An inspection system that issues pass/fail decisions and logs them locally is a quality gate. An inspection system connected to your MES and ERP is a quality intelligence layer. The difference is whether the data does anything beyond sitting in a file.
Most manufacturers who have deployed automated inspection are operating in the first mode. The inspection hardware and software work. The results are captured. And then an engineer downloads a CSV at the end of the week to build a Pareto chart that tells them what happened seven days ago. The integration work to connect inspection data to production systems in real time is often deferred because it feels like an IT project rather than a manufacturing project. It is both. And doing it pays back in faster response times and tighter process control.
What MES Integration Enables
A manufacturing execution system tracks work orders, job status, material lot assignments, and production counts. When your inspection system feeds results to the MES in real time, several things become possible that are otherwise manual or delayed.
Quality hold placement on specific lot numbers can happen automatically. If the inspection system detects a cluster of identical defects - same defect morphology, same location on the part - within a 15-minute window, that pattern indicates a process change rather than random variation. The MES can be triggered to place a material hold on all parts from that work order segment and generate a nonconformance report without human intervention. Without integration, someone notices the cluster in the end-of-shift report and manually traces the work order number. That gap is typically 8-12 hours.

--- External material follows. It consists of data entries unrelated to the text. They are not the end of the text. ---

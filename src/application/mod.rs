//! Application layer - Use cases and port interfaces
//!
//! Contains the capture controller and trait definitions
//! for external system interactions.

pub mod controller;
pub mod ports;

// Re-export use cases
pub use controller::{
    CaptureController, ControllerError, SaveOutcome, StartOutcome, MSG_NO_DATA, MSG_SAVED,
    SAVE_FILENAME,
};
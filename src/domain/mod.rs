//! Domain layer - Core capture logic
//!
//! Contains value objects, entities, and domain errors.
//! This layer has no dependencies on external systems.

pub mod capture;
pub mod config;
pub mod error;
pub mod log;
pub mod recording;

// Re-export common types
pub use capture::{CaptureLifecycle, CaptureOptions, CaptureState, DisplaySurface};
pub use config::AppConfig;
pub use error::*;
pub use log::{CaptureLog, LogLevel, LogLine};
pub use recording::{RecordedSegments, Segment, VideoBlob, VideoMimeType};
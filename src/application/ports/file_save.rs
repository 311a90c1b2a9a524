//! File save port interface

use std::path::PathBuf;

use async_trait::async_trait;
use thiserror::Error;

use crate::domain::recording::VideoBlob;

/// File save errors
#[derive(Debug, Clone, Error)]
pub enum SaveError {
    #[error("Invalid file name: {0}")]
    InvalidFileName(String),

    #[error("Failed to write file: {0}")]
    WriteFailed(String),
}

/// Port for handing a finished recording to the user as a file
#[async_trait]
pub trait FileSaveSink: Send + Sync {
    /// Save `blob` under the suggested `filename`.
    ///
    /// # Returns
    /// Where the file ended up
    async fn save(&self, blob: &VideoBlob, filename: &str) -> Result<PathBuf, SaveError>;
}
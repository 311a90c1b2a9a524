//! Configuration domain module

mod app_config;

pub use app_config::{AppConfig, LinuxConfig, DEFAULT_FRAMERATE, FRAMERATE_RANGE};
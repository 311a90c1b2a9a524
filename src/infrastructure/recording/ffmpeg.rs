//! FFmpeg-based screen recorder adapter
//!
//! Grabs the region described by the stream's video track with `x11grab`,
//! encodes VP8 into a WebM container on stdout, and forwards every read
//! from stdout as one segment.

use std::process::Stdio;
use std::sync::atomic::{AtomicBool, Ordering};
use std::sync::Arc;

use tokio::io::{AsyncRead, AsyncReadExt};
use tokio::process::{Child, Command};
use tokio::time::{interval, Duration as TokioDuration};
use tracing::{debug, warn};

use crate::application::ports::{
    ActiveRecorder, ChunkCallback, MediaStream, MediaTrack, RecorderError, RecorderSink,
};
use crate::domain::capture::TrackSettings;
use crate::domain::config::DEFAULT_FRAMERATE;
use crate::domain::recording::{Segment, VideoMimeType};

/// Size of a single stdout read, and so the upper bound of a segment
const CHUNK_SIZE: usize = 64 * 1024;

/// How often the track watcher checks whether the track was stopped
const TRACK_POLL_MS: u64 = 100;

/// FFmpeg recorder sink
pub struct FfmpegRecorder {
    program: String,
}

impl FfmpegRecorder {
    pub fn new() -> Self {
        Self {
            program: "ffmpeg".to_string(),
        }
    }

    /// Use a specific ffmpeg binary
    pub fn with_program(program: impl Into<String>) -> Self {
        Self {
            program: program.into(),
        }
    }

    /// Build FFmpeg args for grabbing the track's region into WebM on stdout
    fn build_ffmpeg_args(settings: &TrackSettings) -> Result<Vec<String>, RecorderError> {
        let (width, height) = match (settings.width, settings.height) {
            (Some(w), Some(h)) if w > 0 && h > 0 => (w, h),
            _ => {
                return Err(RecorderError::StartFailed(
                    "track has no frame size".to_string(),
                ))
            }
        };
        let framerate = settings.frame_rate.unwrap_or(DEFAULT_FRAMERATE);
        let input = format!(
            "{}+{},{}",
            settings.device_id,
            settings.offset_x.unwrap_or(0),
            settings.offset_y.unwrap_or(0)
        );

        Ok(vec![
            "-hide_banner".to_string(),
            "-loglevel".to_string(),
            "error".to_string(),
            "-f".to_string(),
            "x11grab".to_string(),
            "-framerate".to_string(),
            framerate.to_string(),
            "-video_size".to_string(),
            format!("{}x{}", width, height),
            "-i".to_string(),
            input,
            "-an".to_string(),
            "-c:v".to_string(),
            "libvpx".to_string(), // VP8, the common WebM default
            "-deadline".to_string(),
            "realtime".to_string(),
            "-cpu-used".to_string(),
            "8".to_string(),
            "-b:v".to_string(),
            "2M".to_string(),
            "-pix_fmt".to_string(),
            "yuv420p".to_string(),
            "-f".to_string(),
            "webm".to_string(),
            "pipe:1".to_string(),
        ])
    }

    fn spawn_ffmpeg(&self, args: &[String]) -> Result<Child, RecorderError> {
        Command::new(&self.program)
            .args(args)
            .stdin(Stdio::null())
            .stdout(Stdio::piped())
            .stderr(Stdio::piped())
            .kill_on_drop(true)
            .spawn()
            .map_err(|e| {
                if e.kind() == std::io::ErrorKind::NotFound {
                    RecorderError::FfmpegNotFound
                } else {
                    RecorderError::StartFailed(e.to_string())
                }
            })
    }
}

impl Default for FfmpegRecorder {
    fn default() -> Self {
        Self::new()
    }
}

/// Forward everything read from `reader` to `on_data`, one segment per read
async fn pump_chunks<Rd>(mut reader: Rd, on_data: ChunkCallback) -> std::io::Result<usize>
where
    Rd: AsyncRead + Unpin,
{
    let mut buf = vec![0u8; CHUNK_SIZE];
    let mut total = 0;
    loop {
        let n = reader.read(&mut buf).await?;
        if n == 0 {
            return Ok(total);
        }
        total += n;
        on_data(Segment::from(&buf[..n]));
    }
}

impl RecorderSink for FfmpegRecorder {
    fn start(
        &self,
        stream: Arc<dyn MediaStream>,
        on_data: ChunkCallback,
    ) -> Result<Box<dyn ActiveRecorder>, RecorderError> {
        let track = stream
            .video_tracks()
            .into_iter()
            .find(|t| t.is_live())
            .ok_or(RecorderError::NoVideoTrack)?;

        let args = Self::build_ffmpeg_args(&track.settings())?;
        debug!(?args, "spawning ffmpeg");
        let mut child = self.spawn_ffmpeg(&args)?;

        let stdout = child
            .stdout
            .take()
            .ok_or_else(|| RecorderError::StartFailed("ffmpeg stdout unavailable".to_string()))?;
        let pid = child.id();
        let recording = Arc::new(AtomicBool::new(true));

        // Reader: delivers chunks until ffmpeg closes stdout, then reaps it
        let reader_recording = Arc::clone(&recording);
        tokio::spawn(async move {
            match pump_chunks(stdout, on_data).await {
                Ok(total) => debug!(bytes = total, "ffmpeg output drained"),
                Err(e) => warn!(error = %e, "reading ffmpeg output failed"),
            }

            let stopped_by_us = !reader_recording.swap(false, Ordering::SeqCst);
            match child.wait_with_output().await {
                Ok(output) if !output.status.success() && !stopped_by_us => {
                    let stderr = String::from_utf8_lossy(&output.stderr);
                    warn!(
                        status = %output.status,
                        error = stderr.lines().last().unwrap_or("unknown error"),
                        "ffmpeg exited unexpectedly"
                    );
                }
                Ok(_) => {}
                Err(e) => warn!(error = %e, "waiting for ffmpeg failed"),
            }
        });

        // Watcher: ending the track ends the recording
        let watcher_recording = Arc::clone(&recording);
        tokio::spawn(watch_track(track, watcher_recording, pid));

        Ok(Box::new(FfmpegRecording { pid, recording }))
    }
}

async fn watch_track(track: Arc<dyn MediaTrack>, recording: Arc<AtomicBool>, pid: Option<u32>) {
    let mut ticker = interval(TokioDuration::from_millis(TRACK_POLL_MS));
    while recording.load(Ordering::SeqCst) {
        ticker.tick().await;
        if !track.is_live() {
            if recording.swap(false, Ordering::SeqCst) {
                debug!(track = track.id(), "track ended, stopping ffmpeg");
                interrupt(pid);
            }
            break;
        }
    }
}

/// Handle to a running ffmpeg process
struct FfmpegRecording {
    pid: Option<u32>,
    recording: Arc<AtomicBool>,
}

impl ActiveRecorder for FfmpegRecording {
    fn stop(&self) {
        if self.recording.swap(false, Ordering::SeqCst) {
            interrupt(self.pid);
        }
    }

    fn is_recording(&self) -> bool {
        self.recording.load(Ordering::SeqCst)
    }

    fn mime_type(&self) -> VideoMimeType {
        VideoMimeType::Webm
    }
}

/// Ask ffmpeg to finish gracefully so it writes out the remaining data
#[cfg(unix)]
fn interrupt(pid: Option<u32>) {
    use nix::sys::signal::{self, Signal};
    use nix::unistd::Pid;

    if let Some(id) = pid {
        if let Err(e) = signal::kill(Pid::from_raw(id as i32), Signal::SIGINT) {
            warn!(pid = id, error = %e, "failed to signal ffmpeg");
        }
    }
}

#[cfg(not(unix))]
fn interrupt(pid: Option<u32>) {
    warn!(?pid, "graceful ffmpeg stop is not supported on this platform");
}

#[cfg(test)]
mod tests {
    use super::*;
    use std::sync::Mutex;

    fn settings() -> TrackSettings {
        TrackSettings {
            device_id: ":0".to_string(),
            width: Some(1280),
            height: Some(720),
            frame_rate: Some(24),
            offset_x: Some(100),
            offset_y: Some(52),
            ..Default::default()
        }
    }

    #[test]
    fn args_grab_track_region() {
        let args = FfmpegRecorder::build_ffmpeg_args(&settings()).unwrap();
        let joined = args.join(" ");

        assert!(joined.contains("-f x11grab"));
        assert!(joined.contains("-framerate 24"));
        assert!(joined.contains("-video_size 1280x720"));
        assert!(joined.contains("-i :0+100,52"));
        assert!(joined.contains("-an"));
        assert!(joined.ends_with("-f webm pipe:1"));
    }

    #[test]
    fn args_default_framerate_and_offset() {
        let mut s = settings();
        s.frame_rate = None;
        s.offset_x = None;
        s.offset_y = None;

        let joined = FfmpegRecorder::build_ffmpeg_args(&s).unwrap().join(" ");
        assert!(joined.contains(&format!("-framerate {}", DEFAULT_FRAMERATE)));
        assert!(joined.contains("-i :0+0,0"));
    }

    #[test]
    fn args_require_frame_size() {
        let mut s = settings();
        s.height = None;
        assert!(FfmpegRecorder::build_ffmpeg_args(&s).is_err());
    }

    #[tokio::test]
    async fn pump_delivers_reads_in_order() {
        let chunks: Arc<Mutex<Vec<u8>>> = Arc::new(Mutex::new(Vec::new()));
        let sink = Arc::clone(&chunks);
        let on_data: ChunkCallback = Arc::new(move |segment: Segment| {
            sink.lock().unwrap().extend_from_slice(segment.as_bytes());
        });

        let input: &[u8] = b"webm-bytes-in-order";
        let total = pump_chunks(input, on_data).await.unwrap();

        assert_eq!(total, input.len());
        assert_eq!(chunks.lock().unwrap().as_slice(), input);
    }

    #[tokio::test]
    async fn missing_binary_is_reported() {
        use crate::domain::capture::CaptureOptions;
        use crate::infrastructure::capture::{WindowGeometry, X11Stream, X11Track};

        let geometry = WindowGeometry {
            window_id: "0x1".to_string(),
            x: 0,
            y: 0,
            width: 320,
            height: 240,
        };
        let stream = Arc::new(X11Stream::new(X11Track::new(
            ":0",
            &geometry,
            &CaptureOptions::default(),
        )));
        let recorder = FfmpegRecorder::with_program("/nonexistent/ffmpeg-for-tests");

        let result = recorder.start(stream, Arc::new(|_: Segment| {}));
        assert!(matches!(result, Err(RecorderError::FfmpegNotFound)));
    }
}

Production count reconciliation is another straightforward win. The MES tracks planned versus actual production. The inspection system tracks parts inspected and parts rejected. Reconciling these two counts - ensuring that parts rejected by inspection are correctly subtracted from shipped quantities and the MES reflects accurate finished goods inventory - requires either integration or manual reconciliation. Manual reconciliation introduces errors, particularly when production spans multiple shifts.
ERP Integration and Traceability
ERP systems manage customer orders, supplier lot tracking, and cost allocation. Quality data from inspection connects to ERP primarily through two mechanisms: lot traceability links and quality cost recording.
Lot traceability means that the raw material supplier lot used for a production run is connected to the inspection results for that run, which is connected to the finished goods lot shipped to the customer. When a customer reports a defect in the field, the traceability chain allows you to identify the production date, the raw material lot, and whether the inspection system detected similar defects in that batch. This is standard requirement in automotive (IATF 16949), medical devices (ISO 13485), and aerospace manufacturing. Assembling this traceability record manually from inspection logs and ERP records is a hours-long exercise. Proper integration makes it a two-minute query.
Quality cost recording - charging scrap and rework costs to the specific work order that generated them - requires inspection rejection data to flow back to ERP with work order identifiers. Without this connection, quality costs accumulate in a general overhead account and do not trace back to the product family, production line, or tooling condition that caused them. That makes cost-of-quality analysis difficult and gives management misleading information about which products are actually profitable after quality costs are properly allocated.
Integration Architecture
Most MES and ERP platforms support API-based integration through REST or OPC-UA interfaces. OPC-UA is the industrial automation standard and is available on most modern SCADA, MES, and vision system platforms. REST APIs are more common in ERP environments (SAP, Oracle, Microsoft Dynamics). Either approach supports bidirectional data flow: inspection results push to MES/ERP, and MES/ERP can push work order context (part number, revision, production order ID) back to the inspection system for logging and model selection.
Legacy MES platforms that predate API-based integration may only support flat-file exchange - the inspection system writes results to a shared network folder in a defined format, and the MES polls that folder. This is less elegant than API integration but functional. It does introduce latency (typically 30-120 seconds versus near-real-time for API) and requires file format agreement between the two systems.
The integration project requires involvement from both OT (operations technology / automation) and IT teams. OT owns the inspection system and the MES in most manufacturing organizations. IT owns the ERP and the network infrastructure. These groups do not always work well together, and the integration project is often where the project stalls. Assigning a single technical lead with authority over both sides of the boundary significantly improves project velocity.
Data Volume and Retention
A single inspection station generating 3,000 inspections per shift with images produces 1-4 GB of raw image data per shift depending on image resolution and compression. Three shifts per day, 250 days per year: 750 GB to 3 TB per station per year. That is a data volume that needs an explicit retention and storage architecture before deployment, not after.
Not all of this data needs to be retained indefinitely. Passed-inspection images for common part families have limited analytical value after 30 days unless a field quality issue surfaces. Rejected parts and borderline cases are worth retaining longer - 12-18 months minimum, or the duration of your customer quality record retention requirement. Define retention policies by data class before the storage fills up, because cleaning it up reactively is significantly more difficult.